*Task description:* The result should consist solely of the line containing "pub mod list;" and the lines that follow it below, each reproduced exactly, the last line included.

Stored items
Start of Block

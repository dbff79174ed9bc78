pub mod author;
pub mod create;
pub mod delete;
pub mod get;
pub mod health;
pub mod list;
pub mod update;

pub use author::author_handler;
pub use create::create_handler;
pub use delete::delete_handler;
pub use get::get_handler;
pub use health::health_handler;
pub use list::list_handler;
pub use update::update_handler;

End of Block

*The completed task:*
pub mod list;
pub mod update;

pub use author::author_handler;
pub use create::create_handler;
pub use delete::delete_handler;
pub use get::get_handler;
pub use health::health_handler;
pub use list::list_handler;
pub use update::update_handler;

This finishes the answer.